◆ **Your task**
To complete the exercise, repeat every record exactly as it stands.

◆ **Task input**
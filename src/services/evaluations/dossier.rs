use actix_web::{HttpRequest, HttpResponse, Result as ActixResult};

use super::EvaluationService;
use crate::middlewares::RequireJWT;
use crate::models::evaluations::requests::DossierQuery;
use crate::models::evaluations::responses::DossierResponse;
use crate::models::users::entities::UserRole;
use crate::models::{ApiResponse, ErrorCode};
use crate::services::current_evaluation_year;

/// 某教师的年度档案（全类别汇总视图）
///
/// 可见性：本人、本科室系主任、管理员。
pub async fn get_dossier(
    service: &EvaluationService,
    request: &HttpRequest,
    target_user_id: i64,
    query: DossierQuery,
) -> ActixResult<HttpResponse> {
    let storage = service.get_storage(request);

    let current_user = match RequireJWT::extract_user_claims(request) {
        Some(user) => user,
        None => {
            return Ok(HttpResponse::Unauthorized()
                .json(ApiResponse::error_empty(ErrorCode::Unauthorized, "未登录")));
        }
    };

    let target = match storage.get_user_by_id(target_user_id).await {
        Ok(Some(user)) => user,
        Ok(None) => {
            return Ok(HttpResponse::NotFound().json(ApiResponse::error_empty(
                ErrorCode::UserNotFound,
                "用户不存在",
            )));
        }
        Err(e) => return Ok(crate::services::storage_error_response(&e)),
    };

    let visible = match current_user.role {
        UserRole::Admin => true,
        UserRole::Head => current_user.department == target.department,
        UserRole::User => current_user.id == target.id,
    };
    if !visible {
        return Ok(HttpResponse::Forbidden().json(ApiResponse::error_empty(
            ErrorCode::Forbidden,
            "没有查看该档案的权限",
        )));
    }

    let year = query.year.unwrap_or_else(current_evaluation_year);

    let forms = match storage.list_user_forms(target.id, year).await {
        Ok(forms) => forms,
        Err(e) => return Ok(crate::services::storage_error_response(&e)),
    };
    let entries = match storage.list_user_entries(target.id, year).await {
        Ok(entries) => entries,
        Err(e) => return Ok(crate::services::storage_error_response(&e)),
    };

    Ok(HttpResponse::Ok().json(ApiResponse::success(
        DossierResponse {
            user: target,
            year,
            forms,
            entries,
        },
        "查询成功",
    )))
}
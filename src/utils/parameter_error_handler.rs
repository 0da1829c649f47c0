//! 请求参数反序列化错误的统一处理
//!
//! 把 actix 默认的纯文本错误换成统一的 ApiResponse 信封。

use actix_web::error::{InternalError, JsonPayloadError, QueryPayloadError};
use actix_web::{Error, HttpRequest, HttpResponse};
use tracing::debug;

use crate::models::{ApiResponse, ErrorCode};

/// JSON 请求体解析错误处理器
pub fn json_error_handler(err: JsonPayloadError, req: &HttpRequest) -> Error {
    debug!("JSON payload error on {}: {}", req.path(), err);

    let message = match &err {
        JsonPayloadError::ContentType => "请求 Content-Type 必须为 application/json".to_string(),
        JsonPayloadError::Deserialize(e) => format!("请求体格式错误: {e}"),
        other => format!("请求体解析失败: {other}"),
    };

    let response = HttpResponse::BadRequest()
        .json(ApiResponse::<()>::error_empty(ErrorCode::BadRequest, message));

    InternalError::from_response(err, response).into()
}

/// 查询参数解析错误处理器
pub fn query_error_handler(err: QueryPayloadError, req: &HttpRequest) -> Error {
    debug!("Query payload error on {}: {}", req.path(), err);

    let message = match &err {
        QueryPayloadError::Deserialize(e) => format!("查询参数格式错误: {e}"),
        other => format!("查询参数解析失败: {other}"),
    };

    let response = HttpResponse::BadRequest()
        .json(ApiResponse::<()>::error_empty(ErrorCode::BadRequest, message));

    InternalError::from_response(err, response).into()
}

◆ **Expected answer**
filename src/services/evaluations/dossier.rs
use actix_web::{HttpRequest, HttpResponse, Result as ActixResult};

use super::EvaluationService;
use crate::middlewares::RequireJWT;
use crate::models::evaluations::requests::DossierQuery;
use crate::models::evaluations::responses::DossierResponse;
use crate::models::users::entities::UserRole;
use crate::models::{ApiResponse, ErrorCode};
use crate::services::current_evaluation_year;

/// 某教师的年度档案（全类别汇总视图）
///
/// 可见性：本人、本科室系主任、管理员。
pub async fn get_dossier(
    service: &EvaluationService,
    request: &HttpRequest,
    target_user_id: i64,
    query: DossierQuery,
) -> ActixResult<HttpResponse> {
    let storage = service.get_storage(request);

    let current_user = match RequireJWT::extract_user_claims(request) {
        Some(user) => user,
        None => {
            return Ok(HttpResponse::Unauthorized()
                .json(ApiResponse::error_empty(ErrorCode::Unauthorized, "未登录")));
        }
    };

    let target = match storage.get_user_by_id(target_user_id).await {
        Ok(Some(user)) => user,
        Ok(None) => {
            return Ok(HttpResponse::NotFound().json(ApiResponse::error_empty(
                ErrorCode::UserNotFound,
                "用户不存在",
            )));
        }
        Err(e) => return Ok(crate::services::storage_error_response(&e)),
    };

    let visible = match current_user.role {
        UserRole::Admin => true,
        UserRole::Head => current_user.department == target.department,
        UserRole::User => current_user.id == target.id,
    };
    if !visible {
        return Ok(HttpResponse::Forbidden().json(ApiResponse::error_empty(
            ErrorCode::Forbidden,
            "没有查看该档案的权限",
        )));
    }

    let year = query.year.unwrap_or_else(current_evaluation_year);

    let forms = match storage.list_user_forms(target.id, year).await {
        Ok(forms) => forms,
        Err(e) => return Ok(crate::services::storage_error_response(&e)),
    };
    let entries = match storage.list_user_entries(target.id, year).await {
        Ok(entries) => entries,
        Err(e) => return Ok(crate::services::storage_error_response(&e)),
    };

    Ok(HttpResponse::Ok().json(ApiResponse::success(
        DossierResponse {
            user: target,
            year,
            forms,
            entries,
        },
        "查询成功",
    )))
}
filename src/utils/parameter_error_handler.rs
repository 0da1829c649f47c0
//! 请求参数反序列化错误的统一处理
//!
//! 把 actix 默认的纯文本错误换成统一的 ApiResponse 信封。

use actix_web::error::{InternalError, JsonPayloadError, QueryPayloadError};
use actix_web::{Error, HttpRequest, HttpResponse};
use tracing::debug;

use crate::models::{ApiResponse, ErrorCode};

/// JSON 请求体解析错误处理器
pub fn json_error_handler(err: JsonPayloadError, req: &HttpRequest) -> Error {
    debug!("JSON payload error on {}: {}", req.path(), err);

    let message = match &err {
        JsonPayloadError::ContentType => "请求 Content-Type 必须为 application/json".to_string(),
        JsonPayloadError::Deserialize(e) => format!("请求体格式错误: {e}"),
        other => format!("请求体解析失败: {other}"),
    };

    let response = HttpResponse::BadRequest()
        .json(ApiResponse::<()>::error_empty(ErrorCode::BadRequest, message));

    InternalError::from_response(err, response).into()
}

/// 查询参数解析错误处理器
pub fn query_error_handler(err: QueryPayloadError, req: &HttpRequest) -> Error {
    debug!("Query payload error on {}: {}", req.path(), err);

    let message = match &err {
        QueryPayloadError::Deserialize(e) => format!("查询参数格式错误: {e}"),
        other => format!("查询参数解析失败: {other}"),
    };

    let response = HttpResponse::BadRequest()
        .json(ApiResponse::<()>::error_empty(ErrorCode::BadRequest, message));

    InternalError::from_response(err, response).into()
}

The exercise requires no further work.